In any case, there is too much undue hate thrown his way, likely because of some unrealistic expectation of production; but I also doubt he'll do much at the plate put the hate to rest.

ben said...

I think it has quite a bit to do with the way his value is bunched, Flaherty has quite a bit of pop, with 20 career HR now in 604 Pas - that's essentially all of his value. For that reason, while he may produce as much or more as many other utility infielders, his production is highly concentrated in a handful of plate appearances, resulting in a larger than average number of unsuccessful PAs from someone who produces at his .285 wOBA level. Basically, he fails more frequently than most of his comps.

Anonymous said...

Will you stop trying to get rid of Gonzalez yet.?

E2 said...

Do we not remember that this guy does not get to play everyday and does not get to have those consistent plate apperences that everyday starters get.
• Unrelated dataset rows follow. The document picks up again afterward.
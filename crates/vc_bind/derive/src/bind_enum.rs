use proc_macro2::TokenStream;
use quote::quote;
use syn::ext::IdentExt;
use syn::{DataEnum, DeriveInput, Fields, LitStr};

use crate::attributes::{FieldAttributes, TypeAttributes};
use crate::common::BindMeta;

pub(crate) fn impl_enum(ast: &DeriveInput, data: &DataEnum) -> syn::Result<TokenStream> {
    if !ast.generics.params.is_empty() {
        return Err(syn::Error::new_spanned(
            &ast.generics,
            "`Bind` enums cannot be generic",
        ));
    }
    let attrs = TypeAttributes::parse_attrs(&ast.attrs)?;
    if let Some(span) = attrs.creator_span {
        return Err(syn::Error::new(span, "enums have no creators"));
    }
    if attrs.rename_all.is_some()
        || attrs.ignore_unknown
        || attrs.type_id.is_some()
        || !attrs.ignore.is_empty()
    {
        return Err(syn::Error::new_spanned(
            &ast.ident,
            "enums accept only the `name` container attribute",
        ));
    }
    if data.variants.is_empty() {
        return Err(syn::Error::new_spanned(
            &ast.ident,
            "`Bind` enums need at least one variant",
        ));
    }

    let mut variants = Vec::with_capacity(data.variants.len());
    let mut names = Vec::with_capacity(data.variants.len());
    for variant in &data.variants {
        if !matches!(variant.fields, Fields::Unit) {
            return Err(syn::Error::new_spanned(
                variant,
                "`Bind` supports unit variants only",
            ));
        }
        let variant_attrs = FieldAttributes::parse_attrs(&variant.attrs)?;
        if let Some(span) = variant_attrs.skip {
            return Err(syn::Error::new(span, "variants cannot be skipped"));
        }
        names.push(
            variant_attrs
                .rename
                .unwrap_or_else(|| LitStr::new(&variant.ident.unraw().to_string(), variant.ident.span())),
        );
        variants.push(&variant.ident);
    }

    let meta = BindMeta::new(ast, &attrs);
    let vc_bind = meta.vc_bind_path();
    let exports = meta.exports();
    let typed = meta.impl_typed(quote!(enumeration));
    let auto_register = meta.auto_register();
    let ident = &ast.ident;
    let indices = 0..variants.len();
    let to_value = variants.iter().zip(&names).enumerate().map(|(index, (variant, name))| {
        quote!(Self::#variant => #exports::enum_to_value::<Self>(#index, #name))
    });

    Ok(quote! {
        #typed

        impl #vc_bind::ToValue for #ident {
            fn to_value(&self) -> #vc_bind::Value {
                match self {
                    #( #to_value, )*
                }
            }
        }

        impl #vc_bind::FromValue for #ident {
            fn from_value(value: #vc_bind::Value) -> ::core::result::Result<Self, #vc_bind::BindError> {
                const NAMES: &[&str] = &[#( #names ),*];
                match #exports::enum_index::<Self>(&value, NAMES)? {
                    #( #indices => ::core::result::Result::Ok(Self::#variants), )*
                    _ => ::core::result::Result::Err(#exports::unknown_constant::<Self>(&value)),
                }
            }
        }

        impl #exports::Bindable for #ident {
            fn bind_model() -> ::core::option::Option<#exports::BindModel> {
                ::core::option::Option::Some(#exports::BindModel::Enum(
                    #exports::EnumModel::of::<Self>([#( #names ),*]),
                ))
            }
        }

        #auto_register
    })
}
How many times does a started go 0-4 or have 3 strikes outs, or fail to advance a runner and we just let it go, but we bring in a guy mainly for his defensive skills at any position and we get mad because he goes 0-4? There is no logic there? I am not sure if there is a better option defensively for the O's to move around to get guys a day off, or just cover for an injury. It's hard to find a guy to just say "hey your starting at this position, sorry for the short notice." But he can do it. I'm a big Flaherty fan, I just wish he was given an chance to be an everyday starter.

Jon Shepherd said...

E2, isn't it interesting that the most success that Flaherty has seen has been with infrequent play as opposed to the short stints of frequent reps he has seen?

Andrew D said...

Flaherty isn't terrible as a utility infielder, but I'm not sure how you can argue that he's better than Lombardozzi. What you want from this type of player is the ability to get on base, contribute in pressure situations, and move runners when needed as a pinch hitter. Lombardozzi's career AVG and OBP are .266/.297 compared to .219/.281 for Flaherty. Lombardozzi has a career .273 AVG w/RISP, while Flaherty is batting just .238 in those situations. Lombardozzi strikes out in just 13% of AB, where as Flaherty strikes out twice as much, 26% of his at bats. In 277 career games, Lombardozzi has 11 sac bunts and 4 sac flies. Flaherty has just 5 sac bunts and 1 sac fly in 212 games.
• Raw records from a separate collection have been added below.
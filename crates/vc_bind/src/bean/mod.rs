//! Codecs of struct-like types.
//!
//! A bean codec is built in two phases. [`BeanCodecBuilder`] turns the
//! introspected model into a shell: the [creators](CreatorResolver), the
//! property table and the writer list. The provider publishes the shell and
//! then links it, which resolves the codec of every property. A property of
//! the bean's own type therefore finds the shell instead of recursing.

// -----------------------------------------------------------------------------
// Modules

mod buffer;
mod builder;
mod creator;
mod decoder;
mod encoder;
mod property;

// -----------------------------------------------------------------------------
// Exports

pub use buffer::{Buffered, PropertyValueBuffer};
pub use builder::BeanCodecBuilder;
pub use creator::{CreatorArg, CreatorResolver, CreatorStrategy, Creators, ScalarCreatorKind};
pub use decoder::BeanDecoder;
pub use encoder::BeanEncoder;
pub use property::{DelegateWriter, PropertyDescriptor, PropertyWriter};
Now looking at fielding, both can play second, third, short, and the outfield. The have an identical fielding percentage at 2B and similar percentages at SS and 3B. Lombardozzi has also played almost three times as many games in the outfield as Flaherty, without committing one error.
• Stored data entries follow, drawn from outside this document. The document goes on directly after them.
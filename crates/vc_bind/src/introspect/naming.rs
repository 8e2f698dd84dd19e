use alloc::string::String;
use core::fmt;
use core::str::FromStr;

use heck::{ToKebabCase, ToLowerCamelCase, ToShoutySnakeCase, ToSnakeCase, ToUpperCamelCase};
use serde::{Deserialize, Serialize};

/// Maps member names to property names.
///
/// Explicitly renamed members are left untouched.
///
/// # Examples
///
/// ```
/// use vc_bind::introspect::NamingStrategy;
///
/// assert_eq!(NamingStrategy::LowerCamelCase.apply("created_at"), "createdAt");
/// assert_eq!(NamingStrategy::KebabCase.apply("created_at"), "created-at");
/// assert_eq!("SCREAMING_SNAKE_CASE".parse(), Ok(NamingStrategy::ShoutySnakeCase));
/// ```
#[derive(Debug, Clone, Copy, PartialEq, Eq, Hash, Serialize, Deserialize)]
pub enum NamingStrategy {
    /// `camelCase`
    LowerCamelCase,
    /// `PascalCase`
    UpperCamelCase,
    /// `snake_case`
    SnakeCase,
    /// `kebab-case`
    KebabCase,
    /// `SCREAMING_SNAKE_CASE`
    ShoutySnakeCase,
    /// `lowercase`, without separators.
    LowerCase,
}

impl NamingStrategy {
    pub fn apply(self, name: &str) -> String {
        match self {
            Self::LowerCamelCase => name.to_lower_camel_case(),
            Self::UpperCamelCase => name.to_upper_camel_case(),
            Self::SnakeCase => name.to_snake_case(),
            Self::KebabCase => name.to_kebab_case(),
            Self::ShoutySnakeCase => name.to_shouty_snake_case(),
            Self::LowerCase => name.to_snake_case().replace('_', ""),
        }
    }

    /// The conventional spelling, as accepted by [`FromStr`].
    pub const fn as_str(self) -> &'static str {
        match self {
            Self::LowerCamelCase => "camelCase",
            Self::UpperCamelCase => "PascalCase",
            Self::SnakeCase => "snake_case",
            Self::KebabCase => "kebab-case",
            Self::ShoutySnakeCase => "SCREAMING_SNAKE_CASE",
            Self::LowerCase => "lowercase",
        }
    }
}

impl fmt::Display for NamingStrategy {
    #[inline]
    fn fmt(&self, f: &mut fmt::Formatter<'_>) -> fmt::Result {
        f.pad(self.as_str())
    }
}

/// Error returned when parsing an unknown [`NamingStrategy`].
#[derive(Debug, Clone, PartialEq, Eq)]
pub struct UnknownNamingStrategy;

impl fmt::Display for UnknownNamingStrategy {
    fn fmt(&self, f: &mut fmt::Formatter<'_>) -> fmt::Result {
        f.write_str("unknown naming strategy")
    }
}

impl core::error::Error for UnknownNamingStrategy {}

impl FromStr for NamingStrategy {
    type Err = UnknownNamingStrategy;

    fn from_str(s: &str) -> Result<Self, Self::Err> {
        Ok(match s {
            "camelCase" => Self::LowerCamelCase,
            "PascalCase" => Self::UpperCamelCase,
            "snake_case" => Self::SnakeCase,
            "kebab-case" => Self::KebabCase,
            "SCREAMING_SNAKE_CASE" => Self::ShoutySnakeCase,
            "lowercase" => Self::LowerCase,
            _ => return Err(UnknownNamingStrategy),
        })
    }
}

// -----------------------------------------------------------------------------
// Tests

#[cfg(test)]
mod tests {
    use super::*;

    #[test]
    fn strategies() {
        assert_eq!(NamingStrategy::UpperCamelCase.apply("user_id"), "UserId");
        assert_eq!(NamingStrategy::SnakeCase.apply("userId"), "user_id");
        assert_eq!(NamingStrategy::ShoutySnakeCase.apply("userId"), "USER_ID");
        assert_eq!(NamingStrategy::LowerCase.apply("user_id"), "userid");
    }

    #[test]
    fn parse_round_trip() {
        for strategy in [
            NamingStrategy::LowerCamelCase,
            NamingStrategy::UpperCamelCase,
            NamingStrategy::SnakeCase,
            NamingStrategy::KebabCase,
            NamingStrategy::ShoutySnakeCase,
            NamingStrategy::LowerCase,
        ] {
            assert_eq!(strategy.as_str().parse(), Ok(strategy));
        }
        assert_eq!("Title Case".parse::<NamingStrategy>(), Err(UnknownNamingStrategy));
    }
}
If you look at all that, plus the fact that Lombardozzi is a switch hitter, and is faster than Flaherty, there is absolutely no reason why he should be in AAA while Flaherty is in the majors.

Jon Shepherd said...

We should probably be using more accurate measures of defense.

pfholden said...

If you want to make an argument for Lombardozzi over Flaherty based off of their similar career wOBA, it can be made. But I'd disagree given the reasons I listed above.
And fielding-wise, I'd take Flaherty's UZR/150 at multiple positions over Lombardozzi.

Matt Day said...

I'm more concerned with his defense, because we can always pinch hit for him. That play out west when Flaherty was playing 2B. An easy force out at second turned into a infield single because he didn't cover the base and assumed hardy would go to first.

Pat Holden said...

I agree he didn't look good on that play. Buck did say that due to the shift, Flaherty and JJ had communicated that Flaherty may not be able to make it to the bag in time. I never saw a camera angle that showed where Flaherty was shifted to, so I can't speak on that.
But it's one incident. And I inferred from Buck that JJ may have had as much to with that as Flaherty, since he apparently knew Flaherty may not be covering the bag.
Flaherty hasn't played enough innings at any one position to be able to make definitive statements on his defense. He's played at 2B more than anywhere else and in just under 1,000 innings has shown to be pretty good there. The only place he looks out of place so far is in the OF, but that's in only 140 innings, so I'd caution against concluding much from that.